In the evening we got the heifers off the hill Over the Road and weighed them, to determine which of them is big enough to join the breeding herd this season. The smallest of them at weaning is now 329kg, just below my 330kg minimum and bearing in mind the size and growth pattern of her siblings, I'll let her through I think. The other small one was Ida 145 at 321kg, who looked very much like she needed the assistance of some worm drench before they went onto the hill, but I ran out before it was her turn. I put some on her this evening and will probably put her to the bull.
I spent the morning finalising my mating plan, which mostly involved working out which of the young bulls were least related to the cows in the current mobs. (I don't want to mix the mobs before the second lot get their booster vaccination in a few days.) I also considered the heifers in terms of their weights and their behaviour in the yards yesterday and on previous occasions. Two rather nice yearlings are not going to the bull because I can't be bothered with their difficult behaviour, which they would probably pass on to their progeny, even though I can't really work out how they ended up that way, considering the temperaments of their mothers!
Yearling bull 137 went in with this mob early this afternoon.
Emergency 111 and two-year-old 745 were on heat together (two cows head-to-tail at right). I stood and watched, timing how long it would take the bull to find them.
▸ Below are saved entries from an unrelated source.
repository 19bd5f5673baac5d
//! Configuration access port trait.

pub trait ConfigPort {
    fn get_string(&self, section: &str, key: &str) -> Option<String>;
    fn get_bool(&self, section: &str, key: &str, default: bool) -> bool;
}
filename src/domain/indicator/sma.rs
//! Simple Moving Average.
//!
//! SMA(n)[i] = sum(C[i-j] for j in 0..n) / n
//! Warmup: first (n-1) bars have no value. Missing history never pre-fills
//! the window.

pub fn calculate_sma(closes: &[f64], period: usize) -> Vec<Option<f64>> {
    if period == 0 {
        return vec![None; closes.len()];
    }

    (0..closes.len())
        .map(|i| {
            if i + 1 < period {
                return None;
            }
            let window = &closes[i + 1 - period..=i];
            Some(window.iter().sum::<f64>() / period as f64)
        })
        .collect()
}

#[cfg(test)]
mod tests {
    use super::*;

    #[test]
    fn sma_warmup() {
        let values = calculate_sma(&[10.0, 20.0, 30.0, 40.0, 50.0], 3);
        assert_eq!(values.len(), 5);
        assert!(values[0].is_none());
        assert!(values[1].is_none());
        assert!(values[2].is_some());
    }

    #[test]
    fn sma_basic_calculation() {
        let values = calculate_sma(&[10.0, 20.0, 30.0, 40.0, 50.0], 3);
        assert!((values[2].unwrap() - 20.0).abs() < f64::EPSILON);
        assert!((values[3].unwrap() - 30.0).abs() < f64::EPSILON);
        assert!((values[4].unwrap() - 40.0).abs() < f64::EPSILON);
    }

    #[test]
    fn sma_period_one_is_close() {
        let closes = [3.0, 4.5, 2.25];
        let values = calculate_sma(&closes, 1);
        for (v, c) in values.iter().zip(closes.iter()) {
            assert_eq!(*v, Some(*c));
        }
    }

    #[test]
    fn sma_period_longer_than_history() {
        let values = calculate_sma(&[1.0, 2.0, 3.0], 5);
        assert!(values.iter().all(Option::is_none));
    }

    #[test]
    fn sma_zero_period_has_no_values() {
        let values = calculate_sma(&[1.0, 2.0], 0);
        assert_eq!(values, vec![None, None]);
    }
}
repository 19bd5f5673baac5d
//! Report generation port trait.

use std::path::{Path, PathBuf};

use crate::domain::backtest::SymbolReport;
use crate::domain::error::SlopetraderError;

/// Port for writing one symbol's backtest report.
pub trait ReportPort {
    /// Write the report under `output_dir` and return the paths written.
    fn write(
        &self,
        report: &SymbolReport,
        output_dir: &Path,
    ) -> Result<Vec<PathBuf>, SlopetraderError>;
}
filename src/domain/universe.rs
//! The configured list of indices to process.

use std::collections::HashSet;

#[derive(Debug, Clone, PartialEq, Eq, Hash)]
pub struct IndexEntry {
    pub code: String,
    pub name: String,
}

impl IndexEntry {
    /// `None` for a blank code. A blank name falls back to the code.
    pub fn new(code: &str, name: Option<&str>) -> Option<Self> {
        let code = code.trim();
        if code.is_empty() {
            return None;
        }
        let name = name.map(str::trim).filter(|n| !n.is_empty()).unwrap_or(code);
        Some(IndexEntry {
            code: code.to_string(),
            name: name.to_string(),
        })
    }

    pub fn label(&self) -> String {
        format!("{} ({})", self.name, self.code)
    }

    /// `<name>_<code>` with path separators replaced, for output file names.
    pub fn file_stem(&self) -> String {
        format!("{}_{}", self.name, self.code).replace(['/', '\\'], "_")
    }
}

/// `enabled` column semantics: missing means enabled; otherwise one of
/// true/1/yes/on, case-insensitive.
pub fn is_enabled(value: Option<&str>) -> bool {
    match value.map(|v| v.trim().to_lowercase()) {
        None => true,
        Some(v) if v.is_empty() => true,
        Some(v) => matches!(v.as_str(), "true" | "1" | "yes" | "on"),
    }
}

/// Comma-separated codes, e.g. from `--code sh000001,sz399006`. Blank tokens
/// and repeats are dropped.
pub fn parse_codes(input: &str) -> Vec<IndexEntry> {
    let mut seen = HashSet::new();
    input
        .split(',')
        .filter_map(|token| IndexEntry::new(token, None))
        .filter(|entry| seen.insert(entry.code.clone()))
        .collect()
}

#[cfg(test)]
mod tests {
    use super::*;

    #[test]
    fn entry_defaults_name_to_code() {
        let e = IndexEntry::new(" sh000001 ", Some("  ")).unwrap();
        assert_eq!(e.code, "sh000001");
        assert_eq!(e.name, "sh000001");
        assert!(IndexEntry::new("  ", Some("Name")).is_none());
    }

    #[test]
    fn entry_label_and_stem() {
        let e = IndexEntry::new("sz399006", Some("ChiNext/GEM")).unwrap();
        assert_eq!(e.label(), "ChiNext/GEM (sz399006)");
        assert_eq!(e.file_stem(), "ChiNext_GEM_sz399006");
    }

    #[test]
    fn enabled_values() {
        assert!(is_enabled(None));
        assert!(is_enabled(Some("")));
        assert!(is_enabled(Some("TRUE")));
        assert!(is_enabled(Some("yes")));
        assert!(is_enabled(Some(" on ")));
        assert!(is_enabled(Some("1")));
        assert!(!is_enabled(Some("false")));
        assert!(!is_enabled(Some("0")));
        assert!(!is_enabled(Some("off")));
    }

    #[test]
    fn parse_codes_skips_blanks_and_repeats() {
        let entries = parse_codes("sh000001, ,sz399006,sh000001");
        let codes: Vec<&str> = entries.iter().map(|e| e.code.as_str()).collect();
        assert_eq!(codes, vec!["sh000001", "sz399006"]);
    }
}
He was busy over by the trees in the shade, checking on all the cows there.
Eventually Emergency noticed the bull as he moved around the paddock and quickly made her way toward him, closely followed by 745.
144 went in with the other mob, 87 stayed with the house cows and 134 went to the heifers, since he had nice, easily-born calves with the heifers last season.
This all took a bit longer than I expected, as usual, and I was in need of some lunch, riding back down the track, trying to work out what a calf in one of the paddocks was doing and ploughed straight through an electric spring gate! I've done that before and it hurts, so I braked really hard, the bike probably got pulled over by the close end of the spring and down I went, thrown forward and into a shallow drain, sliding over the wooden edge of the culvert and landing on my neck and shoulders.
It took me a few seconds to work out how to get up - and a scary moment wondering if I'd be able to! But everything moved, nothing hurt like it was broken and I crawled out of the drain (shallow, dry and grassy, fortunately), tried to prop the bike up a bit to stop it leaking petrol everywhere and limped home.
I had an odd sense for the rest of the day of a parallel universe me who hit her neck just slightly differently and couldn't get out of the drain! Sometimes you're lucky, sometimes you're not. The bruises on my back and leg from the culvert timber were pretty sore and I had to be careful with my left hand, since it appeared I must have bent it backwards as I went over the handlebars; but it came right in a few days.
The geese have taken to swimming in the little pond by the deck. Pretty but impractical.
At the end of a very dry December (just under 38mm compared with the average 143mm) the pastures are getting crisp. When shallow-earth places dry out to this extent, you know the rest won't be growing very well.
The Blackberry Paddock newly mown. We hope to get a culvert pipe into the drain between the mown section and this other half this summer. While the pastures are drying, there's still quite enough water running from beneath the ground to keep the boggy bits boggy.
In this early phase of the mating period I go out and check on the cattle at least twice and often three times during the day. It helps a lot to know who gets pregnant when.
On one of those trips today I took a roll of fluoro-orange ribbon and tied flapping pieces on each spring gate. I had marked most of them previously but it was a while ago and the sun and weather had destroyed most of those warning flags.
We did not party on this blustery New Year's Eve.
We had light rain overnight and more today, not a great amount but it fell lightly and steadily, so will do the pastures good.